We can now match the risk appetite of investors/savers with the riskiness of the underlying assets with technologies like marketplace (p2p) lending, liquid bond & equity markets with fully electronic trading. This obviates the need for the credit intermediation function of banks. We can also match the liquidity preference of investor/savers with the maturity & liquidity characteristcs of the underlyind assets because of a wide variety of electronically tradable securities. This obviates the need for maturity transformation.

This really leaves us with what to do about demand deposits. The answer was given by John Cochrane in an excellent paper titled “Toward a run-free financial system”. Here he advocates for backing demand deposits by treasury securities - the US has more than enough debt and a rock solid credit rating to sate all the risk-free appetite of the country’s depositors. It is entirely possible to build a debit card that is backed by treasury bills - every time you buy a mocha at Starbucks appropriate amounts of t-bills are traded on electronic exchanges.

So, the answer to the original question is: Yes. We can have a financial system without banks.

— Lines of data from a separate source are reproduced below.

use serde::{Deserialize, Serialize};
use serde_json::{Map, Value};
use uuid::Uuid;

use sift_domain::QueryComplexity;

/// Message for the caller's "nothing found" answer path.
pub const NO_RELEVANT_DOCUMENTS: &str = "No relevant documents were found for this question.";

/// A stored chunk as produced by ingestion. Never mutated by retrieval.
#[derive(Debug, Clone, PartialEq, Serialize, Deserialize)]
pub struct Chunk {
	pub id: String,
	pub document_id: String,
	pub content: String,
	#[serde(default)]
	pub metadata: Map<String, Value>,
}
impl Chunk {
	/// Source-document offsets from `start_offset`/`end_offset` metadata, when both are present.
	pub fn span(&self) -> Option<ChunkSpan> {
		let start = self.metadata.get("start_offset")?.as_u64()?;
		let end = self.metadata.get("end_offset")?.as_u64()?;

		(start <= end).then_some(ChunkSpan { start, end })
	}
}

#[derive(Debug, Clone, Copy, PartialEq, Eq, Hash, Serialize, Deserialize)]
pub struct ChunkSpan {
	pub start: u64,
	pub end: u64,
}
impl ChunkSpan {
	pub fn contains(&self, other: &Self) -> bool {
		self.start <= other.start && other.end <= self.end
	}
}

#[derive(Debug, Clone, PartialEq, Serialize, Deserialize)]
pub struct CandidateResult {
	pub chunk_id: String,
	pub document_id: String,
	pub content: String,
	pub raw_score: f32,
	#[serde(default, skip_serializing_if = "Option::is_none")]
	pub span: Option<ChunkSpan>,
}
impl CandidateResult {
	pub fn from_chunk(chunk: &Chunk, raw_score: f32) -> Self {
		Self {
			chunk_id: chunk.id.clone(),
			document_id: chunk.document_id.clone(),
			content: chunk.content.clone(),
			raw_score,
			span: chunk.span(),
		}
	}
}

#[derive(Debug, Clone, Copy, PartialEq, Eq, Serialize, Deserialize)]
#[serde(rename_all = "snake_case")]
pub enum ScoreSource {
	/// Scored by the relevance scorer.
	Judge,
	/// The scorer skipped this candidate; scored from its raw score.
	Default,
	/// The scorer failed; raw score used as is.
	Raw,
}

#[derive(Debug, Clone, PartialEq, Serialize, Deserialize)]
pub struct EvaluatedCandidate {
	#[serde(flatten)]
	pub candidate: CandidateResult,
	pub relevance_score: f32,
	pub score_source: ScoreSource,
}

#[derive(Debug, Clone, Default, PartialEq, Eq, Hash, Serialize, Deserialize)]
pub struct SearchFilters {
	/// Restrict retrieval to these documents. Empty means the whole corpus.
	#[serde(default)]
	pub document_ids: Vec<String>,
}

#[derive(Debug, Clone, Default, PartialEq, Eq, Serialize, Deserialize)]
pub struct ContextBundle {
	pub text: String,
	pub included_chunk_ids: Vec<String>,
	pub total_chars: usize,
}
impl ContextBundle {
	pub fn is_empty(&self) -> bool {
		self.included_chunk_ids.is_empty()
	}
}

#[derive(Debug, Clone, PartialEq, Serialize, Deserialize)]
pub struct Citation {
	/// 1-based, in inclusion order.
	pub index: usize,
	pub chunk_id: String,
	pub document_id: String,
	pub excerpt: String,
	pub score: f32,
}

#[derive(Debug, Clone, Copy, PartialEq, Eq, Serialize, Deserialize)]
#[serde(rename_all = "snake_case")]
pub enum PipelineState {
	Init,
	Retrieve,
	Evaluate,
	Refine,
	Assemble,
	Done,
	Failed,
}
impl PipelineState {
	pub fn as_str(self) -> &'static str {
		match self {
			Self::Init => "init",
			Self::Retrieve => "retrieve",
			Self::Evaluate => "evaluate",
			Self::Refine => "refine",
			Self::Assemble => "assemble",
			Self::Done => "done",
			Self::Failed => "failed",
		}
	}
}

#[derive(Debug, Clone, PartialEq, Eq, Serialize, Deserialize)]
#[serde(tag = "kind", rename_all = "snake_case")]
pub enum Degradation {
	/// The rewriter failed, timed out, or returned nothing usable. The original query was kept.
	RefinementFailed { message: String },
	/// The relevance scorer failed or timed out. Raw scores were used for ranking.
	EvaluationDegraded { message: String },
	/// The rewrite lost key entities even after repair and was rejected.
	EntityCorruption { missing: Vec<String> },
}

#[derive(Debug, Clone, PartialEq, Serialize, Deserialize)]
pub struct Diagnostics {
	pub trace_id: Uuid,
	pub complexity: QueryComplexity,
	pub state: PipelineState,
	pub states: Vec<PipelineState>,
	pub initial_threshold: f32,
	pub threshold_used: f32,
	pub min_context_fallback: bool,
	pub refinement_applied: bool,
	pub refined_query: Option<String>,
	pub degradations: Vec<Degradation>,
	pub candidate_count: usize,
	pub cache_hit: bool,
}

#[derive(Debug, Clone, Serialize, Deserialize)]
pub struct RetrievalRequest {
	pub query: String,
	#[serde(default)]
	pub filters: SearchFilters,
}

#[derive(Debug, Clone, PartialEq, Serialize, Deserialize)]
pub struct RetrievalResponse {
	pub context_bundle: ContextBundle,
	pub citations: Vec<Citation>,
	pub diagnostics: Diagnostics,
}
impl RetrievalResponse {
	/// True when nothing relevant was found. Callers should answer with
	/// [`NO_RELEVANT_DOCUMENTS`] rather than generate.
	pub fn is_empty(&self) -> bool {
		self.context_bundle.is_empty()
	}
}
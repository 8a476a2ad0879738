//! In-process TTL cache for candidate pools and evaluation results.
//!
//! Keys are blake3 hashes over the normalized query, the retrieval parameters and the current
//! corpus version. Changing the corpus version also drops every entry, so a stale pool can only
//! be served until the next ingestion bump.

use std::{
	sync::{Arc, RwLock},
	time::Duration,
};

use moka::sync::Cache;

use crate::types::{CandidateResult, EvaluatedCandidate, SearchFilters};

const SCHEMA_VERSION: u32 = 1;

#[derive(Debug, Clone, Copy, PartialEq, Eq)]
pub enum CacheKind {
	Candidates,
	Evaluation,
}
impl CacheKind {
	pub fn as_str(self) -> &'static str {
		match self {
			Self::Candidates => "candidates",
			Self::Evaluation => "evaluation",
		}
	}
}

/// Parameters shared by both key kinds.
#[derive(Debug, Clone, Copy)]
pub struct CacheScope<'a> {
	pub query: &'a str,
	pub top_k: u32,
	pub threshold: f32,
	pub filters: &'a SearchFilters,
}

pub struct RetrievalCache {
	enabled: bool,
	candidates: Cache<String, Arc<Vec<CandidateResult>>>,
	evaluations: Cache<String, Arc<Vec<EvaluatedCandidate>>>,
	corpus_version: RwLock<String>,
}
impl RetrievalCache {
	pub fn new(cfg: &sift_config::Cache) -> Self {
		let ttl = Duration::from_secs(cfg.ttl_secs.max(1));
		let capacity = cfg.max_entries.max(1);

		Self {
			enabled: cfg.enabled,
			candidates: Cache::builder().max_capacity(capacity).time_to_live(ttl).build(),
			evaluations: Cache::builder().max_capacity(capacity).time_to_live(ttl).build(),
			corpus_version: RwLock::new(cfg.corpus_version.clone()),
		}
	}

	pub fn enabled(&self) -> bool {
		self.enabled
	}

	pub fn corpus_version(&self) -> String {
		self.corpus_version.read().unwrap_or_else(|err| err.into_inner()).clone()
	}

	pub fn set_corpus_version(&self, version: &str) {
		{
			let mut current = self.corpus_version.write().unwrap_or_else(|err| err.into_inner());

			*current = version.to_string();
		}

		self.candidates.invalidate_all();
		self.evaluations.invalidate_all();

		tracing::info!(corpus_version = version, "Corpus version changed; cache invalidated.");
	}

	/// `None` when caching is disabled or the key cannot be encoded.
	pub fn candidate_key(&self, scope: CacheScope<'_>) -> Option<String> {
		if !self.enabled {
			return None;
		}

		let payload = serde_json::json!({
			"kind": CacheKind::Candidates.as_str(),
			"schema_version": SCHEMA_VERSION,
			"query": sift_domain::text::normalize_query(scope.query),
			"top_k": scope.top_k,
			"threshold": scope.threshold,
			"filters": scope.filters,
			"corpus_version": self.corpus_version(),
		});

		self.hash_key(CacheKind::Candidates, &payload)
	}

	/// Evaluation results depend on the exact candidate set and on the query the scorer saw.
	pub fn evaluation_key(
		&self,
		scope: CacheScope<'_>,
		scored_query: &str,
		candidates: &[CandidateResult],
	) -> Option<String> {
		if !self.enabled {
			return None;
		}

		let chunk_ids: Vec<&str> =
			candidates.iter().map(|candidate| candidate.chunk_id.as_str()).collect();
		let payload = serde_json::json!({
			"kind": CacheKind::Evaluation.as_str(),
			"schema_version": SCHEMA_VERSION,
			"query": sift_domain::text::normalize_query(scope.query),
			"scored_query": sift_domain::text::normalize_query(scored_query),
			"top_k": scope.top_k,
			"threshold": scope.threshold,
			"filters": scope.filters,
			"chunk_ids": chunk_ids,
			"corpus_version": self.corpus_version(),
		});

		self.hash_key(CacheKind::Evaluation, &payload)
	}

	pub fn get_candidates(&self, key: &str) -> Option<Arc<Vec<CandidateResult>>> {
		let value = self.candidates.get(key);

		log_lookup(CacheKind::Candidates, key, value.is_some());

		value
	}

	pub fn put_candidates(&self, key: String, candidates: Vec<CandidateResult>) {
		self.candidates.insert(key, Arc::new(candidates));
	}

	pub fn get_evaluation(&self, key: &str) -> Option<Arc<Vec<EvaluatedCandidate>>> {
		let value = self.evaluations.get(key);

		log_lookup(CacheKind::Evaluation, key, value.is_some());

		value
	}

	pub fn put_evaluation(&self, key: String, evaluated: Vec<EvaluatedCandidate>) {
		self.evaluations.insert(key, Arc::new(evaluated));
	}

	fn hash_key(&self, kind: CacheKind, payload: &serde_json::Value) -> Option<String> {
		match serde_json::to_vec(payload) {
			Ok(raw) => Some(blake3::hash(&raw).to_hex().to_string()),
			Err(err) => {
				tracing::warn!(error = %err, cache_kind = kind.as_str(), "Cache key build failed.");

				None
			},
		}
	}
}

pub fn cache_key_prefix(key: &str) -> &str {
	let len = key.len().min(12);

	&key[..len]
}

fn log_lookup(kind: CacheKind, key: &str, hit: bool) {
	if hit {
		tracing::info!(
			cache_kind = kind.as_str(),
			cache_key_prefix = cache_key_prefix(key),
			hit = true,
			"Cache hit."
		);
	} else {
		tracing::info!(
			cache_kind = kind.as_str(),
			cache_key_prefix = cache_key_prefix(key),
			hit = false,
			"Cache miss."
		);
	}
}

  1. Investment banking is a different matter altogether. It definitely provides scale advantages for investment banks to be together with commercial banks but there is no inherent reason that they need to be together. We have had a period of 60+ years (1932-1999) when Glass-Steagal was in effect where investment banks and commercial banks were separated. In this post we will use the term banks to refer only to commercial banks and not investment banks.